= Jacob ben Wolf Kranz =

Jacob ben Wolf Kranz of Dubno (יעקב קרנץ; 1741–1804), the Dubner Maggid, was a Lithuanian (Belarus)-born preacher (maggid). (Alternative spelling of family name: Kranc.)

== Famous fables and stories ==
The Dubner Maggid is famous for his fables or parables designed to teach or illustrate an instructive lessons based on Jewish tradition. The most famous fable of the Dubner Maggid is about the way in which he was able to find such fitting fables. When asked about this the Maggid replied: Once I was walking in the forest, and saw tree after tree with a target drawn on it, and at the center of each target an arrow. I then came upon a little boy with a bow in his hand. "Are you the one who shot all these arrows?", I asked. "Yes!" he replied. "Then how did you always hit the center of the target?" I asked. "Simple," said the boy: "First I shoot the arrow, then I draw the target."

== History ==

Kranz was born at Zietil (Yiddish זשעטל Zhetl)(now Dzyatlava), (then Lithuania now Belarus) in about 1740 and died at Zamość on 18 December 1804. At the age of eighteen he went to Międzyrzec Podlaski (Meseritz), where he served as a preacher. He stayed there for two years, and then became preacher successively at Zolkiev, Dubno, Włodawa (Lublin region), Kalisch, and Zamość. He remained at Dubno eighteen years and is best known for being the Rabbi here. He left Dubno for Vilnius at the request of the famous Vilna Gaon, who, having recently recovered from a sickness and being unable to study, sought diversion in his conversation.

Kranz was considered to be unrivaled preacher. Possessed of great eloquence, he illustrated both his sermons and his homiletic commentaries with parables taken from human life. By such parables he explained the most difficult passages of the Tanakh, and cleared up many perplexing questions in Halakha. He was also an eminent rabbinical scholar, and on many occasions was consulted as an authority.

Confronted with imposters there were several tests that Kranz would go through to prove he was the true Maggid, opening the Tanakh at random, and inventing parables on the spot.

== Books ==

All of Kranz's works were published after his death by Abraham Bär Flahm with the permission of Kranz's son Yitzhak Kranz who found notes left over by the Maggid in Mezritch where he had preached, and was able to piece together parts of some other books.

- "Ohel Ya'akov", a homiletic commentary on the Pentateuch abounding with graphic parables (i., Józefów, 1830; ii., Zolkiev, 1837; iii., Vienna, 1863; iv., 1861; v., Vienna, 1859);
- "Kol Ya'akov" (Warsaw, 1819), a similar commentary on the Five Scrolls;
- "Kochav mi-Ya'akov", a commentary on the "haftarot";
- "Emes le-Ya'akov" (Zolkiev, 1836), a commentary on the Passover Haggadah;
- "Sefer ha-Middos" (n.p., 1862), ethics arranged in eight "gates" or sections, each section being divided into several chapters. This work resembles very much the "Hobot ha-Levavot" of Bachya.

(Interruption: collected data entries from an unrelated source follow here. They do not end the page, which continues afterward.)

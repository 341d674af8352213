//! DNS message parsing benchmarks.

use cairn_proto::name::read_name;
use cairn_proto::rdata::{RData, A, MX, SOA};
use cairn_proto::wire::WireReader;
use cairn_proto::{Message, Name, Question, RecordClass, RecordType, ResourceRecord};
use criterion::{black_box, criterion_group, criterion_main, Criterion, Throughput};
use std::net::Ipv4Addr;
use std::str::FromStr;

fn name(s: &str) -> Name {
    Name::from_str(s).unwrap()
}

fn response_wire() -> Vec<u8> {
    let question = Question::new(name("www.example.com"), RecordType::A, RecordClass::IN);
    let mut msg = Message::response_from_request(&Message::query(0xBEEF, question));
    for i in 1..=8 {
        msg.answers.push(ResourceRecord::new(
            name("www.example.com"),
            3600,
            RData::A(A::new(Ipv4Addr::new(192, 0, 2, i))),
        ));
    }
    msg.answers.push(ResourceRecord::new(
        name("example.com"),
        3600,
        RData::MX(MX::new(10, name("mail.example.com"))),
    ));
    msg.authorities.push(ResourceRecord::new(
        name("example.com"),
        3600,
        RData::SOA(SOA {
            primary: name("ns1.example.com"),
            admin: name("hostmaster.example.com"),
            serial: 2_024_010_100,
            refresh: 3600,
            retry: 1800,
            expiration: 604_800,
            minimum: 3600,
        }),
    ));
    msg.to_wire().unwrap().to_vec()
}

fn parsing_benchmarks(c: &mut Criterion) {
    let wire = response_wire();
    let mut group = c.benchmark_group("parse");
    group.throughput(Throughput::Bytes(wire.len() as u64));
    group.bench_function("message", |b| {
        b.iter(|| Message::parse(black_box(&wire)).unwrap());
    });
    group.finish();

    // "www.example.com" followed by a pointer back to it.
    let mut names = b"\x03www\x07example\x03com\x00".to_vec();
    names.extend_from_slice(&[0x04, b'm', b'a', b'i', b'l', 0xC0, 0x04]);
    c.bench_function("parse/name_uncompressed", |b| {
        b.iter(|| read_name(&mut WireReader::new(black_box(&names))).unwrap());
    });
    c.bench_function("parse/name_compressed", |b| {
        b.iter(|| read_name(&mut WireReader::at(black_box(&names), 17)).unwrap());
    });
}

criterion_group!(benches, parsing_benchmarks);
criterion_main!(benches);
//! Prometheus metrics exporter.

use std::net::SocketAddr;

#[cfg(feature = "prometheus")]
use metrics_exporter_prometheus::PrometheusBuilder;

/// Prometheus scrape endpoint configuration.
#[derive(Debug, Clone)]
pub struct PrometheusConfig {
    /// Listen address.
    pub listen: SocketAddr,
}

impl Default for PrometheusConfig {
    fn default() -> Self {
        Self {
            listen: ([127, 0, 0, 1], 9153).into(),
        }
    }
}

/// Exporter installation failure.
#[derive(Debug, thiserror::Error)]
#[error("failed to install Prometheus exporter: {0}")]
pub struct ExporterError(String);

/// Installs the Prometheus exporter as the global `metrics` recorder.
#[cfg(feature = "prometheus")]
pub fn init_prometheus(config: &PrometheusConfig) -> Result<(), ExporterError> {
    PrometheusBuilder::new()
        .with_http_listener(config.listen)
        .install()
        .map_err(|e| ExporterError(e.to_string()))?;

    tracing::info!(addr = %config.listen, "Prometheus exporter listening");
    Ok(())
}

/// Without the `prometheus` feature the facade stays a no-op recorder.
#[cfg(not(feature = "prometheus"))]
pub fn init_prometheus(config: &PrometheusConfig) -> Result<(), ExporterError> {
    tracing::debug!(addr = %config.listen, "built without Prometheus support");
    Ok(())
}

As the author himself had given no name to it, Abraham Bär Flahm, its editor, at first intended to call it "Chovos ha-Levavos he-Chadash" (The New Duties of the Heart, a reference to an 11th Century famous book); but out of respect for the author, Bachya, he changed his mind. The editor also revised the work, and added to it a preface containing a sketch of Kranz's life, and glosses of his own under the title "Shiyurei ha-Middos". Moses Nissenboim of Przemyśl extracted from the author's "Ohel Ya'akov" some of the parables, added some of funny stories in the Maggid's name and published them in one book entitled "Mishlei Ya'akov" ("The Parables of Jacob" Kraków, 1886). Following an open letter by Abraham Flahm printed in the popular Hagaddah that year claiming plagiarism and forgery, Nissenboim agreed to print Flahm's preface in the succeeding reprints. The agreement is kept to this day. Several parables never published till modern times, but passed on orally in the family, have been written down by Moshe Kranc, a descendant of the Dubner Maggid, in a book about business and Jewish tales: "The Hasidic Masters' Guide to Management".

==Sources==
- Bibliography: Sefer ha-Middos, Preface;
- Fuenn, Keneset Yisrael, p. 543;
- H. Margaliot, in Ha-Tzefirah, 1902, No. 8.